For 14 years I have been passed from pillar to post, for the scleritis I was put on high dose steroids and Methotrexate but because they weren’t working I have been untreated for about 5 years, having high dose steroid injections when I’ve had a bad flare up. This disese has dominated my life, all my pictures, from my daughter’s birthday parties, my graduation, family holidays etc, etc show me with red, bulging eyes. I have hated the way I look since I was 18 years old, coupled with the pain and constant feeling of being unwell, I have, at times, felt like I was going mad, which has not been helped by the doctors who have dismissed my symptoms as vanity.

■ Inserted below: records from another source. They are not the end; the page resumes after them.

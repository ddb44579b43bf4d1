//! Analog YUV (BT.601 weights).

use crate::LinearRgb;

/// Red luma weight.
pub const WR: f64 = 0.299;
/// Green luma weight.
pub const WG: f64 = 0.587;
/// Blue luma weight.
pub const WB: f64 = 0.114;
/// Maximum |U|.
pub const U_MAX: f64 = 0.436;
/// Maximum |V|.
pub const V_MAX: f64 = 0.615;

/// Luma and two color-difference channels.
///
/// ```rust
/// use chroma_color::{LinearRgb, Yuv};
///
/// let yuv = Yuv::from_rgb(LinearRgb::WHITE);
/// assert!((yuv.y - 1.0).abs() < 1e-12);
/// assert!(yuv.u.abs() < 1e-12 && yuv.v.abs() < 1e-12);
/// ```
#[derive(Debug, Clone, Copy, PartialEq, Default)]
#[cfg_attr(feature = "serde", derive(serde::Serialize, serde::Deserialize))]
pub struct Yuv {
    /// Luma
    pub y: f64,
    /// Blue difference
    pub u: f64,
    /// Red difference
    pub v: f64,
}

impl Yuv {
    /// Creates a value from components.
    #[inline]
    pub const fn new(y: f64, u: f64, v: f64) -> Self {
        Self { y, u, v }
    }

    /// Converts from linear RGB.
    pub fn from_rgb(rgb: LinearRgb) -> Self {
        let y = WR * rgb.r + WG * rgb.g + WB * rgb.b;
        let u = U_MAX * (rgb.b - y) / (1.0 - WB);
        let v = V_MAX * (rgb.r - y) / (1.0 - WR);
        Self::new(y, u, v)
    }

    /// Converts to linear RGB.
    pub fn to_rgb(self) -> LinearRgb {
        let b = self.y + self.u * (1.0 - WB) / U_MAX;
        let r = self.y + self.v * (1.0 - WR) / V_MAX;
        let g = (self.y - WR * r - WB * b) / WG;
        LinearRgb::new(r, g, b)
    }
}
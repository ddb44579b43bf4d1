//! # chroma-math
//!
//! Math primitives for colorimetric conversions.
//!
//! - [`Mat3`] - 3x3 matrices with inverse and linear solve
//! - [`Vec3`] - 3D vectors for XYZ/RGB/LMS triplets
//! - Chromatic adaptation ([`adaptation_matrix`], [`AdaptationMethod`])
//! - Standard illuminant white points ([`D50`], [`D65`], [`C`], [`E`], ...)
//!
//! # Design
//!
//! All arithmetic is `f64`. Matrices are **row-major** and act on
//! **column vectors**:
//!
//! ```text
//! result = matrix * vector
//! ```
//!
//! # Usage
//!
//! ```rust
//! use chroma_math::{Mat3, Vec3};
//!
//! // Columns are scaled primaries; linear white lands on their sum
//! let m = Mat3::from_col_vecs(
//!     Vec3::new(0.4, 0.2, 0.02),
//!     Vec3::new(0.35, 0.72, 0.12),
//!     Vec3::new(0.2, 0.08, 0.95),
//! );
//! let white = m * Vec3::ONE;
//! assert!((white.y - 1.0).abs() < 1e-12);
//! assert!(m.solve(white).unwrap().max_abs_diff(Vec3::ONE) < 1e-12);
//! ```
//!
//! # Dependencies
//!
//! - [`glam`] - interop with `DVec3` / `DMat3`
//! - [`tracing`] - adaptation trace events
//!
//! # Used By
//!
//! - `chroma-primaries` - RGB/XYZ matrix derivation
//! - `chroma-color` - color value conversions

#![warn(missing_docs)]
#![warn(rustdoc::missing_crate_level_docs)]

mod mat3;
mod vec3;
mod adapt;

pub use mat3::*;
pub use vec3::*;
pub use adapt::*;

/// Re-export glam types for direct use
pub mod glam {
    pub use ::glam::{DMat3, DVec3};
}
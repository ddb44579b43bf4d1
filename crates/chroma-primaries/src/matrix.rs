//! RGB <-> XYZ matrix derivation and decomposition.

use chroma_math::{adaptation_matrix_with, AdaptationMethod, Mat3, Vec3};
use tracing::{debug, warn};

use crate::{PrimariesError, PrimariesResult, Profile};

fn degenerate(profile: &Profile) -> PrimariesError {
    warn!(profile = %profile.name, "degenerate primaries");
    PrimariesError::DegenerateProfile {
        name: profile.name.to_string(),
    }
}

/// Computes the RGB to XYZ matrix for a profile.
///
/// # Algorithm
///
/// 1. Place the red, green and blue chromaticities as the columns of `P`
/// 2. Solve `P * S = W` for the per-primary scale factors `S`
/// 3. Scale each column: `M = P * diag(S)`
///
/// Linear white (1, 1, 1) then maps to the white point, and each pure
/// primary to its chromaticity scaled by its share of the white.
///
/// # Errors
///
/// [`PrimariesError::DegenerateProfile`] when the primaries are linearly
/// dependent.
///
/// # Example
///
/// ```rust
/// use chroma_primaries::{rgb_to_xyz_matrix, SRGB};
/// use chroma_math::{Vec3, D65};
///
/// let m = rgb_to_xyz_matrix(&SRGB).unwrap();
/// assert!((m * Vec3::ONE).max_abs_diff(D65) < 1e-12);
/// ```
pub fn rgb_to_xyz_matrix(profile: &Profile) -> PrimariesResult<Mat3> {
    let p = Mat3::from_col_vecs(profile.red, profile.green, profile.blue);
    let s = p.solve(profile.white).ok_or_else(|| degenerate(profile))?;
    let m = p * Mat3::from_diagonal(s);
    if !m.is_finite() {
        return Err(degenerate(profile));
    }

    debug!(profile = %profile.name, ?s, "derived RGB->XYZ matrix");
    Ok(m)
}

/// Computes the XYZ to RGB matrix for a profile.
///
/// This is the inverse of [`rgb_to_xyz_matrix`].
pub fn xyz_to_rgb_matrix(profile: &Profile) -> PrimariesResult<Mat3> {
    rgb_to_xyz_matrix(profile)?
        .inverse()
        .ok_or_else(|| degenerate(profile))
}

/// Recovers the profile a RGB to XYZ matrix was derived from.
///
/// The white point is `M * (1, 1, 1)`; each primary is the matching column
/// of `M` divided by its column sum.
///
/// # Errors
///
/// [`PrimariesError::DegenerateProfile`] when a column sums to zero.
///
/// # Example
///
/// ```rust
/// use chroma_primaries::{decompose, rgb_to_xyz_matrix, ADOBE_RGB};
///
/// let m = rgb_to_xyz_matrix(&ADOBE_RGB).unwrap();
/// let p = decompose(&m).unwrap();
/// assert!(p.green.max_abs_diff(ADOBE_RGB.green) < 1e-12);
/// ```
pub fn decompose(matrix: &Mat3) -> PrimariesResult<Profile> {
    let sums = matrix.col_sums();
    if sums.to_array().iter().any(|t| *t == 0.0 || !t.is_finite()) {
        return Err(PrimariesError::DegenerateProfile {
            name: "decomposed".to_string(),
        });
    }

    let white = *matrix * Vec3::ONE;
    let primaries = *matrix * Mat3::from_diagonal(Vec3::ONE / sums);
    debug!(?white, "decomposed RGB->XYZ matrix");

    Ok(Profile::new(
        "decomposed",
        white,
        primaries.col(0),
        primaries.col(1),
        primaries.col(2),
    ))
}

/// Computes a matrix converting linear RGB in `src` to linear RGB in `dst`.
///
/// The conversion goes through XYZ: `RGB_src -> XYZ -> (adapt) -> RGB_dst`.
/// Adaptation is skipped when both profiles share the same white point.
///
/// # Example
///
/// ```rust
/// use chroma_primaries::{rgb_to_rgb_matrix, SRGB, SRGB_D50};
/// use chroma_math::{AdaptationMethod, Vec3};
///
/// let m = rgb_to_rgb_matrix(&SRGB, &SRGB_D50, AdaptationMethod::Bradford).unwrap();
/// let white = m * Vec3::ONE;
/// assert!(white.max_abs_diff(Vec3::ONE) < 1e-4);
/// ```
pub fn rgb_to_rgb_matrix(src: &Profile, dst: &Profile, method: AdaptationMethod) -> PrimariesResult<Mat3> {
    let to_xyz = rgb_to_xyz_matrix(src)?;
    let adapt = adaptation_matrix_with(method, src.white, dst.white);
    let from_xyz = xyz_to_rgb_matrix(dst)?;
    Ok(from_xyz * adapt * to_xyz)
}
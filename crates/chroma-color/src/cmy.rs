//! Subtractive CMY and CMYK.

use crate::LinearRgb;

/// Cyan, magenta, yellow.
#[derive(Debug, Clone, Copy, PartialEq, Default)]
#[cfg_attr(feature = "serde", derive(serde::Serialize, serde::Deserialize))]
pub struct Cmy {
    /// Cyan
    pub c: f64,
    /// Magenta
    pub m: f64,
    /// Yellow
    pub y: f64,
}

impl Cmy {
    /// Creates a value from components.
    #[inline]
    pub const fn new(c: f64, m: f64, y: f64) -> Self {
        Self { c, m, y }
    }

    /// Complements each RGB channel.
    #[inline]
    pub fn from_rgb(rgb: LinearRgb) -> Self {
        Self::new(1.0 - rgb.r, 1.0 - rgb.g, 1.0 - rgb.b)
    }

    /// Complements each channel back to RGB.
    #[inline]
    pub fn to_rgb(self) -> LinearRgb {
        LinearRgb::new(1.0 - self.c, 1.0 - self.m, 1.0 - self.y)
    }

    /// Extracts black as the minimum channel.
    #[inline]
    pub fn to_cmyk(self) -> Cmyk {
        Cmyk::from_cmy(self)
    }
}

/// Cyan, magenta, yellow, black.
///
/// # Example
///
/// ```rust
/// use chroma_color::{Cmy, Cmyk};
///
/// let k = Cmyk::from_cmy(Cmy::new(1.0, 1.0, 1.0));
/// assert_eq!(k, Cmyk::new(0.0, 0.0, 0.0, 1.0));
/// ```
#[derive(Debug, Clone, Copy, PartialEq, Default)]
#[cfg_attr(feature = "serde", derive(serde::Serialize, serde::Deserialize))]
pub struct Cmyk {
    /// Cyan
    pub c: f64,
    /// Magenta
    pub m: f64,
    /// Yellow
    pub y: f64,
    /// Black
    pub k: f64,
}

impl Cmyk {
    /// Creates a value from components.
    #[inline]
    pub const fn new(c: f64, m: f64, y: f64, k: f64) -> Self {
        Self { c, m, y, k }
    }

    /// Extracts `k = min(c, m, y)` and rescales the rest by `1 - k`.
    ///
    /// Full black (`k >= 1`) leaves nothing to rescale; C, M and Y are 0.
    pub fn from_cmy(cmy: Cmy) -> Self {
        let k = cmy.c.min(cmy.m).min(cmy.y);
        if k >= 1.0 {
            return Self::new(0.0, 0.0, 0.0, k);
        }
        let s = 1.0 - k;
        Self::new((cmy.c - k) / s, (cmy.m - k) / s, (cmy.y - k) / s, k)
    }

    /// Folds black back into each channel.
    pub fn to_cmy(self) -> Cmy {
        let s = 1.0 - self.k;
        Cmy::new(self.c * s + self.k, self.m * s + self.k, self.y * s + self.k)
    }

    /// Converts from linear RGB through CMY.
    #[inline]
    pub fn from_rgb(rgb: LinearRgb) -> Self {
        Self::from_cmy(Cmy::from_rgb(rgb))
    }

    /// Converts to linear RGB through CMY.
    #[inline]
    pub fn to_rgb(self) -> LinearRgb {
        self.to_cmy().to_rgb()
    }
}
//! Error types for profile and matrix derivation.

use thiserror::Error;

/// Result type for primaries operations.
pub type PrimariesResult<T> = Result<T, PrimariesError>;

/// Errors raised while deriving or decomposing profile matrices.
#[derive(Debug, Clone, PartialEq, Error)]
pub enum PrimariesError {
    /// The primaries are linearly dependent, so no RGB/XYZ matrix exists.
    #[error("degenerate profile '{name}': primaries are linearly dependent")]
    DegenerateProfile {
        /// Name of the offending profile.
        name: String,
    },

    /// No built-in profile has this name.
    #[error("unknown profile: {0}")]
    UnknownProfile(String),
}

That said, I have carried on with life, I’ve never let it affect my work and have a good social life (athough I am now pleased to know why I’m such a lightweight and fall asleep so easily!). I’m so glad to know what is wrong with me and to know that I am not a crazy, melodramatic lunatic and I am looking forward to getting my treatment plan sorted out. I don’t think I will ever be able to live a ‘normal’ life with Wegener’s but I am definitely looking forward to less pain and fewer infections. People ask me how I’m coping with my diagnosis, the truthful answer is I’ve been so ill for so long that only positives can come out of this. My diagnosis is the start of a new page,one I can’t wait to turn!
The condition has had a huge impact on my life and I am keen to raise awareness.